In the middle of the 1930s, not long after she came down from Oxford, the young Barbara Pym wrote her first novel. She borrowed a title from Thomas Haynes Bayley.
"Some tame gazelle, or some gentle dove:
Something to love, oh, something to love!"
Its significance wasn’t clear to me at first, but as I read understood.
And then Barbara Pym imagined how she and her sister might be, thirty years in the future. She creates that world, perfect in every detail, a future built on the world she knew that would never come because war changed everything.
Harriet and Belinda Bede lived together in a village in the English countryside. they living quietly, serving their church, knitting industriously, reading studiously, and making sure that they got the small details of life right. Questions of how one should dress, of what should be served at dinner, of how guests should be entertained.
Small things, but important things, that fill up lives. Barbara Pym understood that and she painted the picture beautifully, taking it seriously but still able to smile at sillinesses.
Some Tame GazelleHarriet and Belinda were quite different, living overlapping rather than united lives. Harriet was plump and sociable, fussing over young curates, planning supper parties, and fending off marriage proposals from neighbour Ricardo Bianco. Belinda was softer and meeker, more involved with her friends and neighbours, and quietly, wordlessly, loving the married archdeacon.
It was lovely just to watch their world, so beautifully observed, and to realise that the sisters Bede were not unhappy with their lives.
They were women of independent means who had lived, loved, and had chosen to remain independent.
Though, of course, it’s not quite that simple. There are lost dreams, faded hopes, loneliness …. and sometimes it is easier to love from a distance, to play a role, than to make a real commitment.
I was so happy just watching everyday life that I was a little disappointed when the main plot arrived and the focus shifted slightly.
The archdeacon’s wife was called away and first a visiting librarian and then a visiting bishop upset the balance of village life, with some very interesting consequences.
There were some wonderful moments, there was just a hint of contrivance, of a cast having been assembled.

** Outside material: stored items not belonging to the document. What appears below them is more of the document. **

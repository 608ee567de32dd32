//! 玩家与棋子名单

use std::collections::{BTreeMap, HashMap, HashSet};
use std::ops::{Index, IndexMut};

use crate::board::Board;
use crate::error::RosterError;
use crate::piece::{PieceId, PieceKind, Side};
use crate::position::Position;

/// 玩家
///
/// 名单按棋子类型分组，组内按编号排序，先移除再加回可以得到完全相同的名单。
/// 将军标记由对局控制维护，读取时不会重新计算。
#[derive(Debug, Clone, PartialEq, Eq)]
pub struct Player {
    side: Side,
    roster: BTreeMap<PieceKind, Vec<PieceId>>,
    in_check: bool,
}

impl Player {
    /// 创建没有棋子的玩家
    pub fn new(side: Side) -> Self {
        Self {
            side,
            roster: PieceKind::ALL.iter().map(|&kind| (kind, Vec::new())).collect(),
            in_check: false,
        }
    }

    /// 以棋盘上属于该阵营的棋子建立名单
    pub fn from_board(side: Side, board: &Board) -> Self {
        let mut player = Self::new(side);
        for (id, piece) in board.pieces_on_board() {
            if piece.owner() == side {
                player.roster.entry(piece.kind()).or_default().push(id);
            }
        }
        player
    }

    pub fn side(&self) -> Side {
        self.side
    }

    /// 对手阵营
    pub fn opponent(&self) -> Side {
        self.side.opponent()
    }

    pub fn in_check(&self) -> bool {
        self.in_check
    }

    pub(crate) fn set_in_check(&mut self, in_check: bool) {
        self.in_check = in_check;
    }

    /// 按类型分组的名单
    pub fn roster(&self) -> &BTreeMap<PieceKind, Vec<PieceId>> {
        &self.roster
    }

    /// 名单中的全部棋子
    pub fn pieces(&self) -> impl Iterator<Item = PieceId> + '_ {
        self.roster.values().flatten().copied()
    }

    /// 指定类型的棋子
    pub fn pieces_of(&self, kind: PieceKind) -> &[PieceId] {
        self.roster.get(&kind).map(Vec::as_slice).unwrap_or(&[])
    }

    /// 本方的将
    pub fn general(&self) -> Option<PieceId> {
        self.pieces_of(PieceKind::General).first().copied()
    }

    pub fn owns(&self, id: PieceId, kind: PieceKind) -> bool {
        self.pieces_of(kind).binary_search(&id).is_ok()
    }

    /// 从名单移除棋子（被吃）
    pub fn remove_piece(&mut self, id: PieceId, kind: PieceKind) -> Result<(), RosterError> {
        let list = self.roster.entry(kind).or_default();
        match list.binary_search(&id) {
            Ok(i) => {
                list.remove(i);
                Ok(())
            }
            Err(_) => Err(RosterError::NotOwned {
                id,
                kind,
                side: self.side,
            }),
        }
    }

    /// 把棋子加回名单（悔棋）
    pub fn add_piece(&mut self, id: PieceId, kind: PieceKind) -> Result<(), RosterError> {
        let list = self.roster.entry(kind).or_default();
        match list.binary_search(&id) {
            Ok(_) => Err(RosterError::AlreadyOwned {
                id,
                kind,
                side: self.side,
            }),
            Err(i) => {
                list.insert(i, id);
                Ok(())
            }
        }
    }

    /// 本方所有棋子威胁到的格子，以及威胁每个格子的棋子
    pub fn get_threatened_squares(&self, board: &Board) -> HashMap<Position, HashSet<PieceId>> {
        let mut threatened: HashMap<Position, HashSet<PieceId>> = HashMap::new();
        for id in self.pieces() {
            let Some(piece) = board.piece(id) else {
                continue;
            };
            for pos in piece.get_threats(board) {
                threatened.entry(pos).or_default().insert(id);
            }
        }
        threatened
    }

    /// 本方的将是否被对手威胁
    ///
    /// 对手已被标记为被将军时直接返回 false：双方不会同时被将军。
    /// 因此只有在对手标记为未被将军时，结果才反映真实局面。
    pub fn is_in_check(&self, board: &Board, opponent: &Player) -> bool {
        if opponent.in_check {
            return false;
        }
        let Some(general) = self.general().and_then(|id| board.piece(id)) else {
            return false;
        };
        opponent
            .get_threatened_squares(board)
            .contains_key(&general.position())
    }
}

/// 双方玩家，按阵营下标存放
#[derive(Debug, Clone, PartialEq, Eq)]
pub struct Players([Player; 2]);

impl Players {
    /// 以棋盘上的棋子建立双方名单
    pub fn from_board(board: &Board) -> Self {
        Self([
            Player::from_board(Side::Red, board),
            Player::from_board(Side::Black, board),
        ])
    }

    pub fn get(&self, side: Side) -> &Player {
        &self.0[side.index()]
    }

    pub fn get_mut(&mut self, side: Side) -> &mut Player {
        &mut self.0[side.index()]
    }

    /// 指定阵营的对手
    pub fn opponent_of(&self, side: Side) -> &Player {
        self.get(side.opponent())
    }

    /// 指定阵营是否被将军（实时计算）
    pub fn is_in_check(&self, side: Side, board: &Board) -> bool {
        self.get(side).is_in_check(board, self.opponent_of(side))
    }

    /// 双方的将军标记，按阵营下标排列
    pub fn check_flags(&self) -> [bool; 2] {
        [self.0[0].in_check, self.0[1].in_check]
    }

    pub(crate) fn restore_check_flags(&mut self, flags: [bool; 2]) {
        self.0[0].in_check = flags[0];
        self.0[1].in_check = flags[1];
    }
}

impl Index<Side> for Players {
    type Output = Player;

    fn index(&self, side: Side) -> &Player {
        self.get(side)
    }
}

impl IndexMut<Side> for Players {
    fn index_mut(&mut self, side: Side) -> &mut Player {
        self.get_mut(side)
    }
}

#[cfg(test)]
mod tests {
    use super::*;
    use crate::fen::Fen;

    #[test]
    fn test_initial_roster() {
        let board = Board::initial();
        let red = Player::from_board(Side::Red, &board);
        for kind in PieceKind::ALL {
            assert_eq!(red.pieces_of(kind).len(), kind.starting_count());
        }
        assert_eq!(red.pieces().count(), 16);
        let general = red.general().unwrap();
        assert_eq!(board.piece(general).unwrap().position(), Position::new(9, 4));
    }

    #[test]
    fn test_remove_and_add_piece() {
        let board = Board::initial();
        let mut black = Player::from_board(Side::Black, &board);
        let before = black.clone();
        let horse = black.pieces_of(PieceKind::Horse)[0];

        black.remove_piece(horse, PieceKind::Horse).unwrap();
        assert!(!black.owns(horse, PieceKind::Horse));
        assert_eq!(
            black.remove_piece(horse, PieceKind::Horse),
            Err(RosterError::NotOwned {
                id: horse,
                kind: PieceKind::Horse,
                side: Side::Black,
            })
        );

        black.add_piece(horse, PieceKind::Horse).unwrap();
        assert_eq!(black, before);
        assert_eq!(
            black.add_piece(horse, PieceKind::Horse),
            Err(RosterError::AlreadyOwned {
                id: horse,
                kind: PieceKind::Horse,
                side: Side::Black,
            })
        );
    }

    #[test]
    fn test_initial_threatened_squares() {
        let board = Board::initial();
        let red = Player::from_board(Side::Red, &board);
        let threatened = red.get_threatened_squares(&board);

        // 两门炮都能隔子打马
        assert!(threatened.contains_key(&Position::new(0, 1)));
        assert!(threatened.contains_key(&Position::new(0, 7)));
        // 炮的平移格不算威胁，但车、马可到的格子算
        assert!(threatened.contains_key(&Position::new(8, 0)));
        assert!(threatened.contains_key(&Position::new(7, 2)));
        assert!(!threatened.contains_key(&Position::new(4, 1)));
        // 将被己方兵挡住，看不到对面九宫
        assert!(!threatened.contains_key(&Position::new(0, 4)));
    }

    #[test]
    fn test_attackers_recorded() {
        // 黑将 (0,4) 同时被车和炮威胁
        let (board, _) = Fen::parse("4k4/9/9/9/4R4/9/9/4C4/9/3K5 b").unwrap();
        let red = Player::from_board(Side::Red, &board);
        let threatened = red.get_threatened_squares(&board);
        let chariot = board.get_piece(Position::new(4, 4)).unwrap();
        let cannon = board.get_piece(Position::new(7, 4)).unwrap();
        let attackers = &threatened[&Position::new(0, 4)];
        assert_eq!(attackers.len(), 2);
        assert!(attackers.contains(&chariot));
        assert!(attackers.contains(&cannon));
    }

    #[test]
    fn test_is_in_check() {
        let (board, _) = Fen::parse("4k4/9/9/9/4R4/9/9/9/9/3K5 b").unwrap();
        let players = Players::from_board(&board);
        assert!(players.is_in_check(Side::Black, &board));
        assert!(!players.is_in_check(Side::Red, &board));
    }

    #[test]
    fn test_is_in_check_short_circuit() {
        let (board, _) = Fen::parse("4k4/9/9/9/4R4/9/9/9/9/3K5 b").unwrap();
        let mut players = Players::from_board(&board);
        players[Side::Red].set_in_check(true);
        // 对手已被标记为被将军时不再计算
        assert!(!players.is_in_check(Side::Black, &board));
    }

    #[test]
    fn test_flying_general_check() {
        let (board, _) = Fen::parse("4k4/9/9/9/9/9/9/9/9/4K4 r").unwrap();
        let players = Players::from_board(&board);
        assert!(players.is_in_check(Side::Red, &board));
        assert!(players.is_in_check(Side::Black, &board));
    }
}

Each sister received an unexpected marriage proposal, and each sister turned it down. They knew that those offers came not from love or desire, but from a wish to be looked after and supported. And they preferred to support each other, to live together, to continue the life they knew.
The right end to a wonderful debut. I can’t say it’s her finest work, but to do so much so well at such a young age is remarkable. And now I have great expectations of the other books I have lined up to read and re-read in Barbara Pym’s centenary year.